At this point, the Dog enters and “begins sniffing about.” It is apparent that both the Vicar and General Hotham have kept the Dog at one time or another. As the General puts it, he turns up “like the prodigal son,” stays one or two weeks, and then is off again, “cool as you please.” Alan takes the Dog along as he sets out on his quest.

After a brief scene in the saloon of a channel steamer, in which Alan meets the First and Second Journalists, the remaining two scenes of the act take place in the kingdom of Ostnia. There he witnesses preparations for the execution of several political prisoners. As the prisoners are led onstage with their wives and mothers, the Master of Ceremonies and the king of Ostnia discuss the matter as if it were itself a bit of show business, critiquing the previous execution and settling plans for the one now under way. Although the king is both apologetic and sympathetic, he carries out the execution with a gold revolver (amid Latin invocations to Zeus and Mars). The ladies of the court serve champagne and cakes as the queen attempts to comfort the bereaved wives and mothers. One of the women shouts “Murderers!!” and is “instantly and politely removed by footmen” as several courtiers “cough and look at the ceiling in pained embarrassment.” Alan Norman and the two Journalists enter to enquire after Sir Francis. No one seems to have heard of him, but the king suggests that they try the red light district. They do, but do not find Sir Francis among the prostitutes and drug addicts of Ostnia.

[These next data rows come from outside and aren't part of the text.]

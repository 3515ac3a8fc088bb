//! Structured-output validation for tool call results
//!
//! Tools may declare an `outputSchema`. When they do, their call handler is
//! wrapped in [`StructuredOutputHandler`], which checks the produced
//! `structuredContent` against the schema and repairs or rejects the result:
//!
//! - no schema declared but structured content present: warn and pass through;
//! - schema declared but no structured content: replace with an error result;
//! - structured content invalid: replace with an error result carrying the
//!   validator's message;
//! - valid structured content with no text items: synthesize one text content
//!   item holding the canonical JSON rendering, so text-only clients still
//!   see the payload.
//!
//! Wrapping is idempotent: a handler that already validates is returned
//! unchanged, so specs flowing through multiple builder layers are never
//! validated twice.

use std::sync::Arc;

use jsonschema::JSONSchema;

use crate::error::{McpServerError, Result};
use crate::server::exchange::McpServerExchange;
use crate::server::specs::ToolCallHandler;
use crate::session::BoxFuture;
use crate::types::{CallToolParams, CallToolResult, Content};

/// JSON Schema validator handle.
///
/// Constructed once at server build time and threaded through the specs that
/// need it; there is no hidden global instance.
#[derive(Debug, Clone, Default)]
pub struct SchemaValidator;

impl SchemaValidator {
    /// Create a new validator.
    pub fn new() -> Self {
        Self
    }

    /// Validate `instance` against `schema`.
    ///
    /// # Errors
    ///
    /// Returns [`McpServerError::Validation`] when the schema itself does not
    /// compile or when the instance violates it; the message aggregates every
    /// violation with its instance path.
    pub fn validate(&self, schema: &serde_json::Value, instance: &serde_json::Value) -> Result<()> {
        let compiled = JSONSchema::compile(schema)
            .map_err(|e| McpServerError::Validation(format!("invalid output schema: {}", e)))?;

        let mut messages = Vec::new();
        if let Err(errors) = compiled.validate(instance) {
            for error in errors {
                messages.push(format!("{} (at '{}')", error, error.instance_path));
            }
        }

        if messages.is_empty() {
            Ok(())
        } else {
            Err(McpServerError::Validation(messages.join("; ")).into())
        }
    }
}

/// Decorator that validates a tool handler's structured output against the
/// tool's declared `outputSchema`.
pub struct StructuredOutputHandler {
    inner: Arc<dyn ToolCallHandler>,
    output_schema: Option<serde_json::Value>,
    validator: Arc<SchemaValidator>,
}

impl StructuredOutputHandler {
    /// Wrap `inner` so its results are checked against `output_schema`.
    ///
    /// Returns `inner` unchanged when it already validates output, making
    /// repeated wrapping a no-op.
    pub fn wrap(
        inner: Arc<dyn ToolCallHandler>,
        output_schema: Option<serde_json::Value>,
        validator: Arc<SchemaValidator>,
    ) -> Arc<dyn ToolCallHandler> {
        if inner.validates_output() {
            return inner;
        }
        Arc::new(Self {
            inner,
            output_schema,
            validator,
        })
    }
}

impl ToolCallHandler for StructuredOutputHandler {
    fn call(
        &self,
        exchange: McpServerExchange,
        params: CallToolParams,
    ) -> BoxFuture<'static, Result<CallToolResult>> {
        let schema = self.output_schema.clone();
        let validator = Arc::clone(&self.validator);
        let inner = self.inner.call(exchange, params);
        Box::pin(async move {
            let result = inner.await?;
            Ok(apply_output_schema(result, schema.as_ref(), &validator))
        })
    }

    fn validates_output(&self) -> bool {
        true
    }
}

/// Enforce the structured-output contract on a finished tool result.
pub(crate) fn apply_output_schema(
    mut result: CallToolResult,
    schema: Option<&serde_json::Value>,
    validator: &SchemaValidator,
) -> CallToolResult {
    let structured = result.structured_content.clone();
    match (schema, structured) {
        (None, None) => result,
        (None, Some(_)) => {
            tracing::warn!("tool returned structured content but declares no output schema");
            result
        }
        (Some(_), None) => CallToolResult::error_text(
            "Response missing structured content which is expected when calling tool with non-empty outputSchema",
        ),
        (Some(schema), Some(structured)) => match validator.validate(schema, &structured) {
            Err(e) => CallToolResult::error_text(e.to_string()),
            Ok(()) => {
                let has_text = result
                    .content
                    .iter()
                    .any(|c| matches!(c, Content::Text { .. }));
                if !has_text {
                    // Text-only clients still need to see the payload.
                    let rendered = serde_json::to_string(&structured)
                        .unwrap_or_else(|_| structured.to_string());
                    result.content.push(Content::text(rendered));
                }
                result
            }
        },
    }
}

The second act opens in Westland, a highly politicized and militarized lunatic asylum. At the back of the stage, overlooking the lunatics, there is a large portrait of a man in uniform, beneath which “Our Leader” is written. Instead of a face, the Leader of the Lunatics has a loudspeaker. Two medical officers push Alan onstage in a wheelchair and leave him with the lunatics, bound in a straitjacket. The Leader of the Lunatics, through the loudspeaker, makes a blatantly paranoid speech against the threats to the safety of their homeland. Noticing that he does not cheer their leader, various lunatics threaten Alan, but the Journalists and the Dog succeed in rescuing him. Sir Francis Crewe is not to be found among the lunatics of Westland.

During a transitional scene in a railway car, Grubstein, a shady sort of profiteering financier, suggests that they look in Paradise Park. There, the stage is set to resemble “a beautifully-kept lawn,” and a number of people are walking about in sports clothes or pushing themselves about in wheelchairs. Paradise Park is the haunt of poets, lovers, and hypochondriacs; they are all too self-involved to know the whereabouts of Sir Francis Crewe.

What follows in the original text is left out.